--- Supplied data ---
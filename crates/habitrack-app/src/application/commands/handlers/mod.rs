mod complete_habit_handler;
mod create_habit_handler;
mod delete_habit_handler;

#[cfg(test)]
mod tests;

pub use complete_habit_handler::CompleteHabitCommandHandler;
pub use create_habit_handler::CreateHabitCommandHandler;
pub use delete_habit_handler::DeleteHabitCommandHandler;
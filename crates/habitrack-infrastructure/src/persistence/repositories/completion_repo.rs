use async_trait::async_trait;
use chrono::{DateTime, SecondsFormat, Utc};
use serde::{Deserialize, Serialize};
use serde_json::Value;
use std::sync::Arc;
use std::time::Instant;
use tracing::{debug, warn};

use crate::http::{AppwriteClient, Query};
use crate::persistence::ResultExt;
use habitrack_domain::completion::{CompletionRepository, HabitCompletion};
use habitrack_domain::shared::{CompletionId, DomainError, HabitId, UserId};

#[derive(Debug, Serialize, Deserialize)]
struct CompletionData {
    habit_id: String,
    user_id: String,
    completed_at: DateTime<Utc>,
}

#[derive(Debug, Deserialize)]
struct CompletionDocument {
    #[serde(rename = "$id")]
    id: String,
    #[serde(flatten)]
    data: CompletionData,
}

impl CompletionDocument {
    fn to_completion(self) -> HabitCompletion {
        HabitCompletion::restore(
            CompletionId::from_string(&self.id),
            HabitId::from_string(&self.data.habit_id),
            UserId::from_string(&self.data.user_id),
            self.data.completed_at,
        )
    }
}

impl From<&HabitCompletion> for CompletionData {
    fn from(completion: &HabitCompletion) -> Self {
        Self {
            habit_id: completion.habit_id().to_string(),
            user_id: completion.user_id().to_string(),
            completed_at: completion.completed_at(),
        }
    }
}

pub struct AppwriteCompletionRepository {
    client: Arc<AppwriteClient>,
    collection_id: String,
}

impl AppwriteCompletionRepository {
    pub fn new(client: Arc<AppwriteClient>) -> Self {
        let collection_id = client.config().completions_collection_id.clone();
        Self {
            client,
            collection_id,
        }
    }

    async fn list(&self, queries: &[Query]) -> Result<Vec<HabitCompletion>, DomainError> {
        let start = Instant::now();
        let documents = self.client.list_documents(&self.collection_id, queries).await?;

        let completions: Vec<HabitCompletion> = documents
            .into_iter()
            .filter_map(|document: Value| {
                match serde_json::from_value::<CompletionDocument>(document)
                    .to_decode_err("completion document")
                {
                    Ok(doc) => Some(doc.to_completion()),
                    Err(e) => {
                        warn!("Skipping unreadable completion document: {}", e);
                        None
                    }
                }
            })
            .collect();

        debug!(
            "Listed {} completions in {:?}",
            completions.len(),
            start.elapsed()
        );
        Ok(completions)
    }
}

#[async_trait]
impl CompletionRepository for AppwriteCompletionRepository {
    async fn create(&self, completion: &HabitCompletion) -> Result<(), DomainError> {
        self.client
            .create_document(
                &self.collection_id,
                completion.id().as_str(),
                &CompletionData::from(completion),
            )
            .await
    }

    async fn list_by_user(&self, user_id: &UserId) -> Result<Vec<HabitCompletion>, DomainError> {
        self.list(&[
            Query::equal("user_id", user_id.as_str()),
            Query::order_asc("completed_at"),
        ])
        .await
    }

    async fn list_by_user_since(
        &self,
        user_id: &UserId,
        since: DateTime<Utc>,
    ) -> Result<Vec<HabitCompletion>, DomainError> {
        self.list(&[
            Query::equal("user_id", user_id.as_str()),
            Query::greater_than_equal(
                "completed_at",
                since.to_rfc3339_opts(SecondsFormat::Millis, false),
            ),
            Query::order_asc("completed_at"),
        ])
        .await
    }
}
use async_trait::async_trait;
use log::{debug, info};
use std::sync::Arc;

use crate::application::services::ListRefresher;
use habitrack_domain::events::habit_events::*;
use habitrack_domain::events::EventHandler;
use habitrack_domain::shared::{DomainError, UserId};

/// Refreshes an open board after local commands, without waiting for the
/// realtime echo of the same change
#[derive(Clone)]
pub struct BoardRefreshEventHandler {
    user_id: UserId,
    refresher: Arc<dyn ListRefresher>,
}

impl BoardRefreshEventHandler {
    pub fn new(user_id: UserId, refresher: Arc<dyn ListRefresher>) -> Self {
        Self { user_id, refresher }
    }

    fn concerns(&self, user_id: &UserId) -> bool {
        if &self.user_id != user_id {
            debug!("Ignoring event of another user: {}", user_id);
            return false;
        }
        true
    }
}

#[async_trait]
impl EventHandler<HabitCreated> for BoardRefreshEventHandler {
    async fn handle(&self, event: &HabitCreated) -> Result<(), DomainError> {
        info!(
            "Handling HabitCreated event for habit: {} ({})",
            event.title, event.habit_id
        );

        if self.concerns(&event.user_id) {
            self.refresher.refetch_habits().await;
        }
        Ok(())
    }
}

#[async_trait]
impl EventHandler<HabitDeleted> for BoardRefreshEventHandler {
    async fn handle(&self, event: &HabitDeleted) -> Result<(), DomainError> {
        info!("Handling HabitDeleted event for habit: {}", event.habit_id);

        if self.concerns(&event.user_id) {
            self.refresher.refetch_habits().await;
        }
        Ok(())
    }
}

#[async_trait]
impl EventHandler<HabitCompleted> for BoardRefreshEventHandler {
    async fn handle(&self, event: &HabitCompleted) -> Result<(), DomainError> {
        info!(
            "Handling HabitCompleted event for habit: {} (cache updated: {})",
            event.habit_id, event.streak_cache_updated
        );

        if self.concerns(&event.user_id) {
            self.refresher.refetch_today_completions().await;
            // the cached counter shows on the habit list
            if event.streak_cache_updated {
                self.refresher.refetch_habits().await;
            }
        }
        Ok(())
    }
}
//! Perch Overlay - overlay coordination for browser-style user interfaces
//!
//! Builds on `perch-core` (placement geometry, z-index stacking and the
//! open/close lifecycle) and adds the parts that talk to a live document:
//! click-outside dismissal, keyboard navigation, focus trapping, per-frame
//! repositioning and the page scroll lock.
//!
//! ## Quick Start
//!
//! ```no_run
//! use perch_overlay::{DomHost, OpenRequest, OverlayManager, PerchConfig, PlacementStrategy};
//! use perch_overlay::perch_core::{LayerType, Placement};
//!
//! fn open_menu(host: &impl DomHost) -> anyhow::Result<()> {
//!     let config = PerchConfig::load_default()?;
//!     let mut manager = OverlayManager::new(&config);
//!     let request = OpenRequest::new("file-menu", LayerType::Portal)
//!         .anchored("file-button", "file-menu", PlacementStrategy::Preferred(Placement::BottomStart))
//!         .dismiss_on_click_outside("file-menu", [".menu-trigger"])
//!         .navigable("file-menu");
//!     manager.open(request, host)?;
//!     Ok(())
//! }
//! ```
//!
//! ## Architecture
//!
//! Nothing here is global. One [`OverlayManager`] per application instance
//! owns every registry and is handed to the DOM event handlers:
//!
//! 1. The host reports geometry and focus through [`DomHost`], re-queried on every call
//! 2. Handlers forward pointer, key, scroll and frame callbacks to the manager
//! 3. The manager updates its registries and returns what the host must do
//! 4. Lifecycle notifications are delivered to subscribers after each call

pub use perch_core;

// Public library modules
pub mod click_outside;
pub mod config;
pub mod error;
pub mod events;
pub mod focus_trap;
pub mod host;
pub mod input;
pub mod manager;
pub mod navigation;
pub mod scheduler;
pub mod scroll_lock;

#[cfg(test)]
mod test_helpers;

// Convenience re-exports
pub use config::{LoggingConfig, PerchConfig};
pub use error::{OverlayError, Result};
pub use events::{EventBus, SubscriptionId};
pub use host::{DomHost, ElementId, ElementState};
pub use input::{translate_dom_key, KeyCode, KeyEvent, KeyModifiers};
pub use manager::{Anchor, KeyOutcome, OpenRequest, OverlayManager, PlacementStrategy};
pub use navigation::{NavOutcome, NavigationOptions, Orientation};
//! Click-outside detection.
//!
//! One registry stands in for a single document-level `pointerdown`
//! listener shared by every open overlay, instead of one listener each.

use perch_core::OverlayId;

use crate::host::{DomHost, ElementId};

#[derive(Debug, Clone)]
struct Registration {
    overlay: OverlayId,
    element: ElementId,
    exclude: Vec<String>,
}

#[derive(Debug, Default)]
pub struct ClickOutside {
    registrations: Vec<Registration>,
}

impl ClickOutside {
    #[must_use]
    pub fn new() -> Self {
        Self::default()
    }

    /// Watch `element` on behalf of `overlay`.
    ///
    /// Pointer-downs on anything matching one of the `exclude` selectors (for
    /// example the trigger button) do not count as outside. Registering the
    /// same overlay again replaces its previous registration.
    pub fn register(
        &mut self,
        overlay: OverlayId,
        element: ElementId,
        exclude: impl IntoIterator<Item = impl Into<String>>,
    ) {
        let attach = self.registrations.is_empty();
        self.registrations.retain(|r| r.overlay != overlay);
        self.registrations.push(Registration {
            overlay,
            element,
            exclude: exclude.into_iter().map(Into::into).collect(),
        });
        if attach {
            tracing::debug!("attaching document pointerdown listener");
        }
    }

    /// Returns `false` when `overlay` was not registered.
    pub fn unregister(&mut self, overlay: &OverlayId) -> bool {
        let before = self.registrations.len();
        self.registrations.retain(|r| &r.overlay != overlay);
        let removed = self.registrations.len() != before;
        if removed && self.registrations.is_empty() {
            tracing::debug!("detaching document pointerdown listener");
        }
        removed
    }

    /// Whether the shared document listener is needed.
    #[must_use]
    pub fn listener_attached(&self) -> bool {
        !self.registrations.is_empty()
    }

    /// Overlays that a pointer-down on `target` should dismiss, in
    /// registration order.
    #[must_use]
    pub fn pointer_down(&self, target: &ElementId, host: &impl DomHost) -> Vec<OverlayId> {
        self.registrations
            .iter()
            .filter(|r| !host.contains(&r.element, target))
            .filter(|r| !r.exclude.iter().any(|selector| host.closest(target, selector)))
            .map(|r| r.overlay.clone())
            .collect()
    }
}

#[cfg(test)]
mod tests {
    use super::*;
    use crate::test_helpers::FakeDom;

    fn dom() -> FakeDom {
        let mut dom = FakeDom::new(1024.0, 768.0);
        dom.element("menu", None).element("menu-item", Some("menu"));
        dom.element("toggle", None).class("toggle", "menu-trigger");
        dom.element("toggle-icon", Some("toggle"));
        dom.element("page", None);
        dom
    }

    #[test]
    fn inside_clicks_do_not_dismiss() {
        let dom = dom();
        let mut detector = ClickOutside::new();
        detector.register(OverlayId::from("m"), ElementId::from("menu"), ["#nothing"]);
        assert!(detector
            .pointer_down(&ElementId::from("menu-item"), &dom)
            .is_empty());
    }

    #[test]
    fn outside_clicks_dismiss() {
        let dom = dom();
        let mut detector = ClickOutside::new();
        detector.register(OverlayId::from("m"), ElementId::from("menu"), Vec::<String>::new());
        assert_eq!(
            detector.pointer_down(&ElementId::from("page"), &dom),
            vec![OverlayId::from("m")]
        );
    }

    #[test]
    fn excluded_selector_prevents_dismissal() {
        let dom = dom();
        let mut detector = ClickOutside::new();
        detector.register(OverlayId::from("m"), ElementId::from("menu"), [".menu-trigger"]);
        assert!(detector
            .pointer_down(&ElementId::from("toggle-icon"), &dom)
            .is_empty());
        assert_eq!(detector.pointer_down(&ElementId::from("page"), &dom).len(), 1);
    }

    #[test]
    fn one_listener_for_many_registrations() {
        let mut detector = ClickOutside::new();
        assert!(!detector.listener_attached());
        detector.register(OverlayId::from("a"), ElementId::from("menu"), Vec::<String>::new());
        detector.register(OverlayId::from("b"), ElementId::from("page"), Vec::<String>::new());
        detector.register(OverlayId::from("a"), ElementId::from("menu"), Vec::<String>::new());
        assert!(detector.listener_attached());

        assert!(detector.unregister(&OverlayId::from("a")));
        assert!(!detector.unregister(&OverlayId::from("a")));
        assert!(detector.listener_attached());
        assert!(detector.unregister(&OverlayId::from("b")));
        assert!(!detector.listener_attached());
    }
}
//! Anchored positioning with flip-on-overflow and viewport clamping.
//!
//! Everything here is a pure function of the rectangles passed in and the
//! viewport sampled by the caller. Applying the result to the page is the
//! caller's job.

use serde::{Deserialize, Serialize};

use crate::error::{Error, Result};
use crate::geometry::{Rect, Viewport};
use crate::placement::{Align, Placement, Side};

/// Tuning for [`compute_placement`] and [`auto_position`].
#[derive(Debug, Clone, PartialEq, Serialize, Deserialize)]
#[serde(default)]
pub struct PositionOptions {
    /// Gap between trigger and content, in pixels.
    pub offset: f64,
    /// Minimum distance kept from every viewport edge.
    pub padding: f64,
    /// Try the mirrored placement when the preferred one overflows.
    pub flip: bool,
    /// Clamp the final coordinates into the viewport.
    pub constrain: bool,
    /// Candidates used by [`auto_position`] when the caller has none.
    pub preferred_placements: Vec<Placement>,
}

impl Default for PositionOptions {
    fn default() -> Self {
        Self {
            offset: 8.0,
            padding: 8.0,
            flip: true,
            constrain: true,
            preferred_placements: vec![
                Placement::BottomStart,
                Placement::TopStart,
                Placement::BottomEnd,
                Placement::TopEnd,
            ],
        }
    }
}

impl PositionOptions {
    #[must_use]
    pub fn with_offset(mut self, offset: f64) -> Self {
        self.offset = offset;
        self
    }

    #[must_use]
    pub fn with_padding(mut self, padding: f64) -> Self {
        self.padding = padding;
        self
    }

    #[must_use]
    pub fn with_flip(mut self, flip: bool) -> Self {
        self.flip = flip;
        self
    }

    #[must_use]
    pub fn with_constrain(mut self, constrain: bool) -> Self {
        self.constrain = constrain;
        self
    }
}

/// Output of a placement computation, in viewport coordinates.
#[derive(Debug, Clone, Copy, PartialEq, Serialize, Deserialize)]
pub struct PositionResult {
    pub x: f64,
    pub y: f64,
    /// The placement actually used, after any flip.
    pub placement: Placement,
}

impl PositionResult {
    /// The content rectangle at the computed position.
    #[must_use]
    pub fn rect(&self, content: &Rect) -> Rect {
        content.at(self.x, self.y)
    }
}

/// Unclamped coordinates for `placement`.
fn anchor(trigger: &Rect, content: &Rect, placement: Placement, offset: f64) -> (f64, f64) {
    let side = placement.side();
    let main = match side {
        Side::Top => trigger.top() - content.height - offset,
        Side::Bottom => trigger.bottom() + offset,
        Side::Left => trigger.left() - content.width - offset,
        Side::Right => trigger.right() + offset,
    };

    if side.is_vertical() {
        let x = match placement.align() {
            Align::Start => trigger.left(),
            Align::End => trigger.right() - content.width,
            Align::Center => trigger.x + (trigger.width - content.width) / 2.0,
        };
        (x, main)
    } else {
        let y = match placement.align() {
            Align::Start => trigger.top(),
            Align::End => trigger.bottom() - content.height,
            Align::Center => trigger.y + (trigger.height - content.height) / 2.0,
        };
        (main, y)
    }
}

/// Clamp `value` into `[padding, extent - size - padding]`.
///
/// When the content does not fit, the lower bound wins so the leading edge
/// stays visible.
fn clamp_axis(value: f64, size: f64, extent: f64, padding: f64) -> f64 {
    let max = extent - size - padding;
    value.min(max).max(padding)
}

/// Compute where `content` should render next to `trigger`.
///
/// The preferred placement is mirrored only when the mirror overflows
/// strictly fewer viewport edges. The comparison counts edges; it does not
/// weigh how far each edge is crossed.
pub fn compute_placement(
    trigger: &Rect,
    content: &Rect,
    preferred: Placement,
    options: &PositionOptions,
    viewport: &Viewport,
) -> Result<PositionResult> {
    trigger.validate("trigger")?;
    content.validate("content")?;

    let mut placement = preferred;
    let (mut x, mut y) = anchor(trigger, content, placement, options.offset);

    if options.flip {
        let overflow = viewport.overflow(&content.at(x, y), options.padding);
        if overflow.any() {
            let mirrored = preferred.flipped();
            let (mx, my) = anchor(trigger, content, mirrored, options.offset);
            let mirrored_overflow = viewport.overflow(&content.at(mx, my), options.padding);
            if mirrored_overflow.count() < overflow.count() {
                tracing::debug!(
                    from = %preferred,
                    to = %mirrored,
                    edges = overflow.count(),
                    mirrored_edges = mirrored_overflow.count(),
                    "flipping placement"
                );
                placement = mirrored;
                (x, y) = (mx, my);
            }
        }
    }

    if options.constrain {
        x = clamp_axis(x, content.width, viewport.width, options.padding);
        y = clamp_axis(y, content.height, viewport.height, options.padding);
    }

    Ok(PositionResult { x, y, placement })
}

/// Visible-area ratio of `content` placed at `placement` without flip or clamp.
fn score(trigger: &Rect, content: &Rect, placement: Placement, offset: f64, viewport: &Viewport) -> f64 {
    let (x, y) = anchor(trigger, content, placement, offset);
    viewport.visible_ratio(&content.at(x, y))
}

/// Pick the candidate whose unclamped rectangle is most visible.
///
/// Ties keep the earliest candidate. The winner is then finalized like
/// [`compute_placement`] with flipping disabled, since the choice of side has
/// already been made here.
pub fn auto_position(
    trigger: &Rect,
    content: &Rect,
    candidates: &[Placement],
    options: &PositionOptions,
    viewport: &Viewport,
) -> Result<PositionResult> {
    trigger.validate("trigger")?;
    content.validate("content")?;

    let mut best: Option<(Placement, f64)> = None;
    for &candidate in candidates {
        let ratio = score(trigger, content, candidate, options.offset, viewport);
        tracing::trace!(%candidate, ratio, "scored placement");
        if best.is_none_or(|(_, best_ratio)| ratio > best_ratio) {
            best = Some((candidate, ratio));
        }
    }
    let (placement, _) = best.ok_or(Error::NoViableOverlay)?;

    let finalize = PositionOptions {
        flip: false,
        ..options.clone()
    };
    compute_placement(trigger, content, placement, &finalize, viewport)
}

/// Visible-area ratio for every candidate, in candidate order.
///
/// Exposed for diagnostics and the CLI; [`auto_position`] uses the same score.
pub fn score_candidates(
    trigger: &Rect,
    content: &Rect,
    candidates: &[Placement],
    options: &PositionOptions,
    viewport: &Viewport,
) -> Result<Vec<(Placement, f64)>> {
    trigger.validate("trigger")?;
    content.validate("content")?;
    Ok(candidates
        .iter()
        .map(|&candidate| {
            (
                candidate,
                score(trigger, content, candidate, options.offset, viewport),
            )
        })
        .collect())
}
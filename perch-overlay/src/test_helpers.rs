//! Test helpers for overlay tests.
//!
//! `FakeDom` is an in-memory document implementing [`DomHost`]. Nodes are
//! kept in insertion order, which doubles as document order, and builder
//! methods chain so a tree reads top to bottom:
//!
//! ```ignore
//! let mut dom = FakeDom::new(1024.0, 768.0);
//! dom.element("menu", None)
//!     .option("copy", "menu", "Copy")
//!     .option("paste", "menu", "Paste");
//! ```

use std::cell::RefCell;
use std::rc::Rc;

use perch_core::{OverlayEvent, Rect, Viewport};

use crate::host::{DomHost, ElementId, ElementState};
use crate::input::{KeyCode, KeyEvent, KeyModifiers};
use crate::manager::OverlayManager;

#[derive(Debug, Clone)]
struct Node {
    parent: Option<ElementId>,
    classes: Vec<String>,
    rect: Rect,
    state: ElementState,
}

#[derive(Debug, Clone)]
pub struct FakeDom {
    viewport: Viewport,
    nodes: Vec<Node>,
    focused: Option<ElementId>,
}

impl FakeDom {
    pub fn new(width: f64, height: f64) -> Self {
        Self {
            viewport: Viewport::new(width, height),
            nodes: Vec::new(),
            focused: None,
        }
    }

    fn node(&self, id: &str) -> Option<&Node> {
        self.nodes.iter().find(|node| node.state.id.as_str() == id)
    }

    fn node_mut(&mut self, id: &str) -> &mut Node {
        self.nodes
            .iter_mut()
            .find(|node| node.state.id.as_str() == id)
            .unwrap_or_else(|| panic!("no element `{id}` in the fake document"))
    }

    fn insert(&mut self, id: &str, parent: Option<&str>, state: ElementState) -> &mut Self {
        self.nodes.push(Node {
            parent: parent.map(ElementId::from),
            classes: Vec::new(),
            rect: Rect::default(),
            state: ElementState {
                id: ElementId::from(id),
                visible: true,
                ..state
            },
        });
        self
    }

    /// Plain visible element.
    pub fn element(&mut self, id: &str, parent: Option<&str>) -> &mut Self {
        self.insert(id, parent, ElementState::default())
    }

    /// Navigable list item labelled `label`.
    pub fn option(&mut self, id: &str, parent: &str, label: &str) -> &mut Self {
        self.insert(
            id,
            Some(parent),
            ElementState {
                label: label.to_string(),
                navigable: true,
                ..ElementState::default()
            },
        )
    }

    /// Tabbable control labelled `label`.
    pub fn button(&mut self, id: &str, parent: &str, label: &str) -> &mut Self {
        self.insert(
            id,
            Some(parent),
            ElementState {
                label: label.to_string(),
                tabbable: true,
                ..ElementState::default()
            },
        )
    }

    pub fn class(&mut self, id: &str, class: &str) -> &mut Self {
        self.node_mut(id).classes.push(class.to_string());
        self
    }

    pub fn rect(&mut self, id: &str, rect: Rect) -> &mut Self {
        self.node_mut(id).rect = rect;
        self
    }

    pub fn disable(&mut self, id: &str) -> &mut Self {
        self.node_mut(id).state.disabled = true;
        self
    }

    pub fn hide(&mut self, id: &str) -> &mut Self {
        self.node_mut(id).state.visible = false;
        self
    }

    pub fn aria_hide(&mut self, id: &str) -> &mut Self {
        self.node_mut(id).state.aria_hidden = true;
        self
    }

    pub fn focus(&mut self, id: &str) -> &mut Self {
        self.focused = Some(ElementId::from(id));
        self
    }

    /// Detach an element and its subtree.
    pub fn remove(&mut self, id: &str) -> &mut Self {
        let removed = ElementId::from(id);
        let doomed: Vec<ElementId> = self
            .nodes
            .iter()
            .filter(|node| self.contains(&removed, &node.state.id))
            .map(|node| node.state.id.clone())
            .collect();
        self.nodes.retain(|node| !doomed.contains(&node.state.id));
        if self.focused.as_ref().is_some_and(|focused| doomed.contains(focused)) {
            self.focused = None;
        }
        self
    }

    fn matches(node: &Node, selector: &str) -> bool {
        if let Some(class) = selector.strip_prefix('.') {
            node.classes.iter().any(|existing| existing == class)
        } else if let Some(id) = selector.strip_prefix('#') {
            node.state.id.as_str() == id
        } else {
            false
        }
    }
}

impl DomHost for FakeDom {
    fn viewport(&self) -> Viewport {
        self.viewport
    }

    fn bounding_rect(&self, element: &ElementId) -> Option<Rect> {
        self.node(element.as_str()).map(|node| node.rect)
    }

    fn contains(&self, ancestor: &ElementId, node: &ElementId) -> bool {
        let mut current = Some(node.clone());
        while let Some(id) = current {
            if &id == ancestor {
                return true;
            }
            current = self.node(id.as_str()).and_then(|node| node.parent.clone());
        }
        false
    }

    fn closest(&self, node: &ElementId, selector: &str) -> bool {
        let mut current = self.node(node.as_str());
        while let Some(candidate) = current {
            if Self::matches(candidate, selector) {
                return true;
            }
            current = candidate
                .parent
                .as_ref()
                .and_then(|parent| self.node(parent.as_str()));
        }
        false
    }

    fn descendants(&self, container: &ElementId) -> Vec<ElementState> {
        self.nodes
            .iter()
            .filter(|node| {
                &node.state.id != container && self.contains(container, &node.state.id)
            })
            .map(|node| node.state.clone())
            .collect()
    }

    fn active_element(&self) -> Option<ElementId> {
        self.focused.clone()
    }
}

/// Plain character key press.
pub fn key(ch: char) -> KeyEvent {
    KeyEvent::new(KeyCode::Char(ch))
}

/// Non-character key press.
pub fn special_key(code: KeyCode) -> KeyEvent {
    KeyEvent::new(code)
}

/// Shift+Tab.
pub fn shift_tab() -> KeyEvent {
    KeyEvent::new(KeyCode::Tab).with_modifiers(KeyModifiers::SHIFT)
}

/// Subscribe a recorder to `manager` and return the shared log it fills.
pub fn record_events(manager: &mut OverlayManager) -> Rc<RefCell<Vec<OverlayEvent>>> {
    let log = Rc::new(RefCell::new(Vec::new()));
    let sink = Rc::clone(&log);
    manager.subscribe(move |event| sink.borrow_mut().push(event.clone()));
    log
}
---
What the task asks:
In the records above, how many lines contain the string "does"? State that number only.

Solution to the problem:
2